For the entries below, the result should be an exact transcription of the lines from the one with "let sx = if" up to and including the one with "let first_row = (min_y.floor()", and only those.

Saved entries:
▼▼▼

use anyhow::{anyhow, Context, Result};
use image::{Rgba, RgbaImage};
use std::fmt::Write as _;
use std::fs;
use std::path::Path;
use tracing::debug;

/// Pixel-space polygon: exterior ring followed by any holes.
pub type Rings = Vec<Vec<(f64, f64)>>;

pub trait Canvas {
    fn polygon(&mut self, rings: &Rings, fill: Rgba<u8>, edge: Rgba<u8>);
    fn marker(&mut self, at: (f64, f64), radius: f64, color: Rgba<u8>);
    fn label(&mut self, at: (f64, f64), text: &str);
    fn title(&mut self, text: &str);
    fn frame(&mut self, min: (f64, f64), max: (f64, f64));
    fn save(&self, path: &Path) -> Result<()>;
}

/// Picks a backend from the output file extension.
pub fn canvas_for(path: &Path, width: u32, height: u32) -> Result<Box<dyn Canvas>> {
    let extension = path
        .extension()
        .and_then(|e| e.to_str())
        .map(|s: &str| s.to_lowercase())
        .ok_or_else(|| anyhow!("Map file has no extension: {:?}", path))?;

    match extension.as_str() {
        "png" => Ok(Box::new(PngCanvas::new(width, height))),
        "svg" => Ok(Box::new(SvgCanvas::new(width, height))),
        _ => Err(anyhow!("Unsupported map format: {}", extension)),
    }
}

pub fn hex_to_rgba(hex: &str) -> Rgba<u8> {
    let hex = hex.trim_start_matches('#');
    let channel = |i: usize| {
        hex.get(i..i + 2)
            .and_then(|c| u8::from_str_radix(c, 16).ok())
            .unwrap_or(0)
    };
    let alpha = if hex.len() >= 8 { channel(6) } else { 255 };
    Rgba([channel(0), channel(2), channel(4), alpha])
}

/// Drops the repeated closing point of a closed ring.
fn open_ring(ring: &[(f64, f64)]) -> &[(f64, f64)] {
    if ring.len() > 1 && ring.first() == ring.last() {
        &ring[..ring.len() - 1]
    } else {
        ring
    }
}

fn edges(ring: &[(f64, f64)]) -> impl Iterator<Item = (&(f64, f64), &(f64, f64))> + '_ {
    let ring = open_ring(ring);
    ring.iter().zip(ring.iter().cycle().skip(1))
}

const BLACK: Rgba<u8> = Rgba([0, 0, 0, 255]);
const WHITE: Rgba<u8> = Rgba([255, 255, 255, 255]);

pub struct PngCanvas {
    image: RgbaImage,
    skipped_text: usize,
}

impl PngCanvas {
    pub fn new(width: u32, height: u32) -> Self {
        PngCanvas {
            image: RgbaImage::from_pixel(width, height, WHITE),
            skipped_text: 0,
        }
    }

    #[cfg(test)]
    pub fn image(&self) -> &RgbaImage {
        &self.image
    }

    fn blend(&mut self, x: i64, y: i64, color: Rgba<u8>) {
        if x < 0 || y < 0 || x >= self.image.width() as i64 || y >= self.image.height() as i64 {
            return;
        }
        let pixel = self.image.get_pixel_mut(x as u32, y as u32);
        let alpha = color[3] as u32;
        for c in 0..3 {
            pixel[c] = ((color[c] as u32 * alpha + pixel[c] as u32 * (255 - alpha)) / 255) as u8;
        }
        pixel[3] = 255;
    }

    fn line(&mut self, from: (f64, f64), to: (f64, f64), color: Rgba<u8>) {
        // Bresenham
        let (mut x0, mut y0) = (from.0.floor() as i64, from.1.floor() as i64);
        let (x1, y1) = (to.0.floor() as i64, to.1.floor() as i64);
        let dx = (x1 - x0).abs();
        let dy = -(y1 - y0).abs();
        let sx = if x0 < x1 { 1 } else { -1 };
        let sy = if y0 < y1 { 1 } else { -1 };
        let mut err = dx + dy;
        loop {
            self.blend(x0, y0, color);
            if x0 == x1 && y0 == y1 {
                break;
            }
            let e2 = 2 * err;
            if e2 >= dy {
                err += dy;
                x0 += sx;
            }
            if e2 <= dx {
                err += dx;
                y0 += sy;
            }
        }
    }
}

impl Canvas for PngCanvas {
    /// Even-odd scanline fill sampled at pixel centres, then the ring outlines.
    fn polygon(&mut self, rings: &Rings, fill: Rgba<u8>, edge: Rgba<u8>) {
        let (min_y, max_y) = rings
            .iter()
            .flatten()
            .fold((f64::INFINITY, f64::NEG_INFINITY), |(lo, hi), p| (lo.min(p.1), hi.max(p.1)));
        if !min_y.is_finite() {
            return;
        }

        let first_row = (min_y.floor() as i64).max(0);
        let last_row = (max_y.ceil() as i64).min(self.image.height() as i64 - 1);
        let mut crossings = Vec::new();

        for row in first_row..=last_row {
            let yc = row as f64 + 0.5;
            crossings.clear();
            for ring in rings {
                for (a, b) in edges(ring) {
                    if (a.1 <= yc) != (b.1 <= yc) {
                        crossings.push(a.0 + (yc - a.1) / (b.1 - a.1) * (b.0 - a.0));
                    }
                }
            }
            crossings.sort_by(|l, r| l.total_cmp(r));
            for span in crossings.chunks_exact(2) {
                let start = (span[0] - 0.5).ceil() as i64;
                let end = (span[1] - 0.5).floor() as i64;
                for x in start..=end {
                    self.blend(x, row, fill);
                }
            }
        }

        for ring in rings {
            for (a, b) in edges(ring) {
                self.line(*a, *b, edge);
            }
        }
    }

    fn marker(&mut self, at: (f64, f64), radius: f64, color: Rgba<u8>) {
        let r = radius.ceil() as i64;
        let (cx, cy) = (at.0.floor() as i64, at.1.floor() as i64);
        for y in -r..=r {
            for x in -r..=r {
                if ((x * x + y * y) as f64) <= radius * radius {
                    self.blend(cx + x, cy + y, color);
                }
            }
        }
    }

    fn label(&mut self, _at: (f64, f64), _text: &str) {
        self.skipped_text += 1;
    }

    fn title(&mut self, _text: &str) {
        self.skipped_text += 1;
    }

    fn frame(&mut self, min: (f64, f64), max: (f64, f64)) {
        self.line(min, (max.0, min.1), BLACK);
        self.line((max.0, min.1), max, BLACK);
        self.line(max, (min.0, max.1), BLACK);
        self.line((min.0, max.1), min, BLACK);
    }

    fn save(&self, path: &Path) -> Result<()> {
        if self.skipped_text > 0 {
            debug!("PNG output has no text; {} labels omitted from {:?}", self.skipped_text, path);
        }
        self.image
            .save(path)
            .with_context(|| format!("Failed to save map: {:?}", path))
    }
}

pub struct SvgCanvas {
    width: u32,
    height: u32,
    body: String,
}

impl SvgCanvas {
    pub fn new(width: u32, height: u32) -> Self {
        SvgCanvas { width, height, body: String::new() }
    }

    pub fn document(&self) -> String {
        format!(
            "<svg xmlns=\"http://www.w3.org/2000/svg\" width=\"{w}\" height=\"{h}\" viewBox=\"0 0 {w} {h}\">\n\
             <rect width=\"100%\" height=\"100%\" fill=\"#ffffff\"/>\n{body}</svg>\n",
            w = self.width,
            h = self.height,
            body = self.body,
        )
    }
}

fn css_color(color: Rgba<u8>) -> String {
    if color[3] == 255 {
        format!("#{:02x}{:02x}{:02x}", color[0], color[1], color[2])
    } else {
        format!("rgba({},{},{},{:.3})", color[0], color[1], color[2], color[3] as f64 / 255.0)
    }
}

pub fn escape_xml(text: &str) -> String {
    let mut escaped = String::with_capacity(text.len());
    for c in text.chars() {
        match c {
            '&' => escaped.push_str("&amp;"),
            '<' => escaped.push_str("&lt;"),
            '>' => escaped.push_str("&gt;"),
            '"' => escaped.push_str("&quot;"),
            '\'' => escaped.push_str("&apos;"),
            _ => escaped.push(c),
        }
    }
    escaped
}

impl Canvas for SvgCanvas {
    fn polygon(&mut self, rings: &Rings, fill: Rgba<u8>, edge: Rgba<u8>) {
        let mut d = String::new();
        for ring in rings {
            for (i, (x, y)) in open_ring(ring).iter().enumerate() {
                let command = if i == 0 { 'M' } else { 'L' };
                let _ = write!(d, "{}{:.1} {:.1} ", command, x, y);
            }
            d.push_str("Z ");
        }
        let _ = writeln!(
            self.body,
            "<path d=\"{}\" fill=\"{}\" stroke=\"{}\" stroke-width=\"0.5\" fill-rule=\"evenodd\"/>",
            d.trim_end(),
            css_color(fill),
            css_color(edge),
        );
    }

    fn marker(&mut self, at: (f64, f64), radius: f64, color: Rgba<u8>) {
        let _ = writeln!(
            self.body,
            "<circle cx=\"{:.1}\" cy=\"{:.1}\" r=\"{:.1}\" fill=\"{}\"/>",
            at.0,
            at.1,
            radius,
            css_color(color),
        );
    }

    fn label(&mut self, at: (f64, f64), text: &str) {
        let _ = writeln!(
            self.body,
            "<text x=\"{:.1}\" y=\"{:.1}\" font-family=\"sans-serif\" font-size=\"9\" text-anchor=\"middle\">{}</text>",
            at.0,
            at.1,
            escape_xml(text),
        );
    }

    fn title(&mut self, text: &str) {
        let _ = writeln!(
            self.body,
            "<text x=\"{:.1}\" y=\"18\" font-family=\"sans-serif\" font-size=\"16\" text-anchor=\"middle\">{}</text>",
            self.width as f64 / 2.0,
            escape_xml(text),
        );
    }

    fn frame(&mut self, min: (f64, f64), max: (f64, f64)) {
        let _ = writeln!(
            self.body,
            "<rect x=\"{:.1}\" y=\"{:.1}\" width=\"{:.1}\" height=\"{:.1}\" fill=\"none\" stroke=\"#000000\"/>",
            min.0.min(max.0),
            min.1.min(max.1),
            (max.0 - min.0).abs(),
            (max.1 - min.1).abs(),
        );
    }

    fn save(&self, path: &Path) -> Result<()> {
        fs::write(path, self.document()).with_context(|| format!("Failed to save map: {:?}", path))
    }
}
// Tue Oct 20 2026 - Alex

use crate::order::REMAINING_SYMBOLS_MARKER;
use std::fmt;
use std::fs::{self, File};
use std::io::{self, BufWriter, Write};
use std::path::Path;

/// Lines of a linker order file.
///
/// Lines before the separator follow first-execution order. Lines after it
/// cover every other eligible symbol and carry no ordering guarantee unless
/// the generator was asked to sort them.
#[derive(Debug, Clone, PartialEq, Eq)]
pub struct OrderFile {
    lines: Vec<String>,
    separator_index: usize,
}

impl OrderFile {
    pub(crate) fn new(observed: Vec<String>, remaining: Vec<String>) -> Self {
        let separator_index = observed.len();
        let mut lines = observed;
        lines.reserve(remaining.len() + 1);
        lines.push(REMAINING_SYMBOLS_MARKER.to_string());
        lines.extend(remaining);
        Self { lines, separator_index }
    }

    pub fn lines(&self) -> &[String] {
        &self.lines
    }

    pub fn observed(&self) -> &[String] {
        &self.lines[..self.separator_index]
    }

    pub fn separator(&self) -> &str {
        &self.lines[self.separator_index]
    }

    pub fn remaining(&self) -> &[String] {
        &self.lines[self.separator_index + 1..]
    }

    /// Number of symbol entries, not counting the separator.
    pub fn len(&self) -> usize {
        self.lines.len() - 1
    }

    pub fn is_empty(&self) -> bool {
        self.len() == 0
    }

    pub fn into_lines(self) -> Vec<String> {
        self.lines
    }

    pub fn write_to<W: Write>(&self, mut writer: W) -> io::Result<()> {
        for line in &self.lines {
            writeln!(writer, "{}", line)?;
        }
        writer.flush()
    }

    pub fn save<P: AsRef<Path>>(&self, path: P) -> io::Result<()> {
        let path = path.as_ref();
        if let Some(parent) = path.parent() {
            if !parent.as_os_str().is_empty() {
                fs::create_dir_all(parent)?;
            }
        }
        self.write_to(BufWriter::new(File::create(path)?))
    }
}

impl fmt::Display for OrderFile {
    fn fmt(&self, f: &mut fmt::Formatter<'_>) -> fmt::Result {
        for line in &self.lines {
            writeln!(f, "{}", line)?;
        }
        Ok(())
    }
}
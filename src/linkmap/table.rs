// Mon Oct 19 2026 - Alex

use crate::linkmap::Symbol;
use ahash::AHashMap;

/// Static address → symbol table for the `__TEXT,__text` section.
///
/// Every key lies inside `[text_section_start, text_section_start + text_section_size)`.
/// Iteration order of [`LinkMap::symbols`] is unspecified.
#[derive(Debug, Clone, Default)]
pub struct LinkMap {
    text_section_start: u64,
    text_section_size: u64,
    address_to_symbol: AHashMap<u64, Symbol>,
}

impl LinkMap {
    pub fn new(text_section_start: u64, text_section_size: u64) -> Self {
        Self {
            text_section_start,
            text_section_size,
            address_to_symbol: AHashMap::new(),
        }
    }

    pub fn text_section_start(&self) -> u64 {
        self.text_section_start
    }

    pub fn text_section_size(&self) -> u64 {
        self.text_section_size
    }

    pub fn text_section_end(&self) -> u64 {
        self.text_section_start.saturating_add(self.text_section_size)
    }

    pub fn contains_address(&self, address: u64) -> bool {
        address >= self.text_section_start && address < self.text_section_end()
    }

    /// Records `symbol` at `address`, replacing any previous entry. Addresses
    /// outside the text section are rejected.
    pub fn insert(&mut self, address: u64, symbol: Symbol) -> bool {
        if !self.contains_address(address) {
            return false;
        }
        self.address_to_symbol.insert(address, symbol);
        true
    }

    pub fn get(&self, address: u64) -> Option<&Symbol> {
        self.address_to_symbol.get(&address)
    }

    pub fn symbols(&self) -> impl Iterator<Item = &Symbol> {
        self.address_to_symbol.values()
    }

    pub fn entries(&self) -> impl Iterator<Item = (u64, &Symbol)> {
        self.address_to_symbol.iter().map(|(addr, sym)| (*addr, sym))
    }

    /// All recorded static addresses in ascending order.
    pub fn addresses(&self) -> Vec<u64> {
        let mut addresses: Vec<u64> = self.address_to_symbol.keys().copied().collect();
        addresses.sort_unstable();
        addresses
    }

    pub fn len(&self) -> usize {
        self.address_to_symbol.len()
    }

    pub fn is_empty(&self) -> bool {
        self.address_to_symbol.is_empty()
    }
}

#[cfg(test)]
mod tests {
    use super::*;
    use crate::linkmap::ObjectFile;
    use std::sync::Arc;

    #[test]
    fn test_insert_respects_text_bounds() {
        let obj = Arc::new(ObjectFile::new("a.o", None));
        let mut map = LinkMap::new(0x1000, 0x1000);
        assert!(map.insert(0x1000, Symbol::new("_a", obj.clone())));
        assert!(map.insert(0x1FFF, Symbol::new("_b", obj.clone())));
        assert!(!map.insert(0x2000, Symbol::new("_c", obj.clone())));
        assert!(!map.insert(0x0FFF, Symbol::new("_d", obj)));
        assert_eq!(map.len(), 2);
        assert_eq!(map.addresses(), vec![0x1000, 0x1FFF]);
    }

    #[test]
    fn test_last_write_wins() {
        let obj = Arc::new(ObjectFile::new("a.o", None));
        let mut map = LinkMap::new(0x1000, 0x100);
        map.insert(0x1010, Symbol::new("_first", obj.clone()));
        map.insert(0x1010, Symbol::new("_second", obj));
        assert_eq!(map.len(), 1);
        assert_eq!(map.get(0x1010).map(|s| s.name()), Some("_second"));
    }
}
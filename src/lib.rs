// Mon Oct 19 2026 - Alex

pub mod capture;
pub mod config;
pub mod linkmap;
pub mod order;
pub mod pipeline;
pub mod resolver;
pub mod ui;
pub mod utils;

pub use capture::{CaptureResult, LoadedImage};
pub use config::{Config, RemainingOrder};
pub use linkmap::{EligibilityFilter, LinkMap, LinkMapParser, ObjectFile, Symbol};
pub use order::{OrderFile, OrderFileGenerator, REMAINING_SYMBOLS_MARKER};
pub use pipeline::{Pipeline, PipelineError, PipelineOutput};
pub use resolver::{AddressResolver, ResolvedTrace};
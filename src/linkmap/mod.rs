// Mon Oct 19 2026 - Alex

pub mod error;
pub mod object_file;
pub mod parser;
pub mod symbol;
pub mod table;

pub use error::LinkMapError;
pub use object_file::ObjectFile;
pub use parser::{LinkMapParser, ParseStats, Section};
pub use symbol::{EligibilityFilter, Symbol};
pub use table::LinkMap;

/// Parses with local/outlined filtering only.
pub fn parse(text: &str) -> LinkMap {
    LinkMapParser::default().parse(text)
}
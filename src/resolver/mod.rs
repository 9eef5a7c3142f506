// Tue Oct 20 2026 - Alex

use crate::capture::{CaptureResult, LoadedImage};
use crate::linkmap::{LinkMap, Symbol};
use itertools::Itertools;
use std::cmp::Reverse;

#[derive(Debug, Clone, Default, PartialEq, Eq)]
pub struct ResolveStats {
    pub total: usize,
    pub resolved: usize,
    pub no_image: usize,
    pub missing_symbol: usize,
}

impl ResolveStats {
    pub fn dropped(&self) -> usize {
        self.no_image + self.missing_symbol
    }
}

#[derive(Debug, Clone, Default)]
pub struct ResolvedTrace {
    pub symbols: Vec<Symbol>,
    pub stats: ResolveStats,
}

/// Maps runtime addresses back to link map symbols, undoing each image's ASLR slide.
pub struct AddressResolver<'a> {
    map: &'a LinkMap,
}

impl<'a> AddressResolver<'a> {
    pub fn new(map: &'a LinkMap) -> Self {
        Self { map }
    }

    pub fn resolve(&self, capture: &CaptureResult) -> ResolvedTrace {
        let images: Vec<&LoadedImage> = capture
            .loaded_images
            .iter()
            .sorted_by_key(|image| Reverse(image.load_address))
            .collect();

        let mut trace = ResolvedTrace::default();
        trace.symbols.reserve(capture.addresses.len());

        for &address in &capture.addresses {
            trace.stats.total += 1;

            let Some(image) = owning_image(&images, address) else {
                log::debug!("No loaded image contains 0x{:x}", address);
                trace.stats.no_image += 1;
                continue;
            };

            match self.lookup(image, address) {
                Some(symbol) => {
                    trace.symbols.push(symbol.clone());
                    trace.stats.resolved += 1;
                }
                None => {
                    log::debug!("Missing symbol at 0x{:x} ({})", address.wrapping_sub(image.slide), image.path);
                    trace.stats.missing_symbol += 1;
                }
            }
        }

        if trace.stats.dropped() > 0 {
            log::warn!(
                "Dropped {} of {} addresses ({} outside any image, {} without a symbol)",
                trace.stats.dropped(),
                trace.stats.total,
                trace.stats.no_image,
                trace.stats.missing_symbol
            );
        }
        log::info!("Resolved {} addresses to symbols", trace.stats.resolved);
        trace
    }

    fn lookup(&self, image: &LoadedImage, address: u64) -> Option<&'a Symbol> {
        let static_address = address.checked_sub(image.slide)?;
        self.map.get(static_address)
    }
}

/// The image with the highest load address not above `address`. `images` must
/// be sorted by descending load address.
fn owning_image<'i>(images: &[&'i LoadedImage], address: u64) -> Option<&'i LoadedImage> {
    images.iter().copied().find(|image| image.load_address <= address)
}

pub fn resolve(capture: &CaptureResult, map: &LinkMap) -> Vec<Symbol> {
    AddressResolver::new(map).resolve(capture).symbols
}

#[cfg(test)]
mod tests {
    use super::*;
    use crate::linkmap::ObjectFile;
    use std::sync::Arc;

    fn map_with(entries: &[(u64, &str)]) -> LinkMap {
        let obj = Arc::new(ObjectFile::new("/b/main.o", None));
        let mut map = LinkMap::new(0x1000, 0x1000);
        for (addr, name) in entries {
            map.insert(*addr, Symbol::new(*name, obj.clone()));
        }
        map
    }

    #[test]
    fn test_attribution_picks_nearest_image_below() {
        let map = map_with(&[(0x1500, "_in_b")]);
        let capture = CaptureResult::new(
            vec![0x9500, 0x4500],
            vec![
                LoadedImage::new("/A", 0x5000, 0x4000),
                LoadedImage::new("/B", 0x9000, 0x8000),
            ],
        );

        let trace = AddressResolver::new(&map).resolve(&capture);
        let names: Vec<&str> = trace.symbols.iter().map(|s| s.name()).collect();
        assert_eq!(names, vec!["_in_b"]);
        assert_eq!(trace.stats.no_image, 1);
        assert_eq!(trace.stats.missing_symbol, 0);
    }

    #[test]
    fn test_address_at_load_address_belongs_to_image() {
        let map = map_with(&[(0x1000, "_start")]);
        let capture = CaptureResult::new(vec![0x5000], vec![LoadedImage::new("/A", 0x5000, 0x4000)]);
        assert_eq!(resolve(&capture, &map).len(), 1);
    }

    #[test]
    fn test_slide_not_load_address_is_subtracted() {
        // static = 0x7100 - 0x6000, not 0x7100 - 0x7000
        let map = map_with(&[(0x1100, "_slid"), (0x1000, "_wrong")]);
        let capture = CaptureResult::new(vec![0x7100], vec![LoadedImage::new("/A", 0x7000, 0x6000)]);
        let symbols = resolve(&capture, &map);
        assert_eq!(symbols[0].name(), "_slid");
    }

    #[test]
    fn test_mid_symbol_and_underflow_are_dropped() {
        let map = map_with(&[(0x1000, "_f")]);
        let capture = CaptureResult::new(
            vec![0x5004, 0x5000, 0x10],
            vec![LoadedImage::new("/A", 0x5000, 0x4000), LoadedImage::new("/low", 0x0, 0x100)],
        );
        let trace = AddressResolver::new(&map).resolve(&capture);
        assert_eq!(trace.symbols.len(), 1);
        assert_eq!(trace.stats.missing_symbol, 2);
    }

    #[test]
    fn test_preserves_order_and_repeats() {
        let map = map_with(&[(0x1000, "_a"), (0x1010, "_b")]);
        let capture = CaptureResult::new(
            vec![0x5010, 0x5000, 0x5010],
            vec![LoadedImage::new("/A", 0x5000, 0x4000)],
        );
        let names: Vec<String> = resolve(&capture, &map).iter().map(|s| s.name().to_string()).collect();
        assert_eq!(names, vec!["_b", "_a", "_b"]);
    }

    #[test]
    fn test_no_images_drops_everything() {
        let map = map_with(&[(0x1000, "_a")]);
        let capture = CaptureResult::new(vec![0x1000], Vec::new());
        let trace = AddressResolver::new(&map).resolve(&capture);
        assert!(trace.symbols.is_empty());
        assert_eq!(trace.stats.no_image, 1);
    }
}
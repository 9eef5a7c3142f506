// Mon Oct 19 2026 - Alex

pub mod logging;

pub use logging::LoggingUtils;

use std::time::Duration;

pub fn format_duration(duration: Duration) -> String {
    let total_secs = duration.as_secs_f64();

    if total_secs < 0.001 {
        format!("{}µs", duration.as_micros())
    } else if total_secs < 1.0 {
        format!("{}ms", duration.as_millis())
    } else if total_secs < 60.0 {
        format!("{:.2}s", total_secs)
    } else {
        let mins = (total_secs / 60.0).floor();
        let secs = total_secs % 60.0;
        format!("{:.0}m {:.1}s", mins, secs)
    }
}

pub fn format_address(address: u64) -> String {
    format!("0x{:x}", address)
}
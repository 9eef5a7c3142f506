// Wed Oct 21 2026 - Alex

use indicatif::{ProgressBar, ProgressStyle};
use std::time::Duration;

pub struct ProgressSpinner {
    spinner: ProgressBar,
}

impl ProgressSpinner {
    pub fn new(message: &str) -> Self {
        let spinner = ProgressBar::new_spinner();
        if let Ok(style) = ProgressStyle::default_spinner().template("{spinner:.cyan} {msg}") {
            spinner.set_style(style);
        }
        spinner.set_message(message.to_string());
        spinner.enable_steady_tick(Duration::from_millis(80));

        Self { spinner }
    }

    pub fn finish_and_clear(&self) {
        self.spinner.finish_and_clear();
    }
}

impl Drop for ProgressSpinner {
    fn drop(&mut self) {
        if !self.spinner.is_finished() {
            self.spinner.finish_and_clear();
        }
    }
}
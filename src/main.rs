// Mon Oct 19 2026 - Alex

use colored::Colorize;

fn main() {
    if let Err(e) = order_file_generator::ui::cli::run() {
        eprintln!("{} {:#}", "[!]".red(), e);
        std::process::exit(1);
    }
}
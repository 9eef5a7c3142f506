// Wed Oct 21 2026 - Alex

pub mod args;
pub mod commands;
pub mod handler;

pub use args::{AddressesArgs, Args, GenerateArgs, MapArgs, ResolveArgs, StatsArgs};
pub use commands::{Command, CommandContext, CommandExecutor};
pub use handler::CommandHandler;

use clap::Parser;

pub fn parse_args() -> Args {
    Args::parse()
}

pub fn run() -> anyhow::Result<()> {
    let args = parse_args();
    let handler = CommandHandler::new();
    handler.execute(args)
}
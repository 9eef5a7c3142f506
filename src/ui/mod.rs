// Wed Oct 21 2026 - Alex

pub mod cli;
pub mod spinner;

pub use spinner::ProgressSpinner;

▲▲▲

Response to this task =
        let sx = if x0 < x1 { 1 } else { -1 };
        let sy = if y0 < y1 { 1 } else { -1 };
        let mut err = dx + dy;
        loop {
            self.blend(x0, y0, color);
            if x0 == x1 && y0 == y1 {
                break;
            }
            let e2 = 2 * err;
            if e2 >= dy {
                err += dy;
                x0 += sx;
            }
            if e2 <= dx {
                err += dx;
                y0 += sy;
            }
        }
    }
}

impl Canvas for PngCanvas {
    /// Even-odd scanline fill sampled at pixel centres, then the ring outlines.
    fn polygon(&mut self, rings: &Rings, fill: Rgba<u8>, edge: Rgba<u8>) {
        let (min_y, max_y) = rings
            .iter()
            .flatten()
            .fold((f64::INFINITY, f64::NEG_INFINITY), |(lo, hi), p| (lo.min(p.1), hi.max(p.1)));
        if !min_y.is_finite() {
            return;
        }

        let first_row = (min_y.floor() as i64).max(0);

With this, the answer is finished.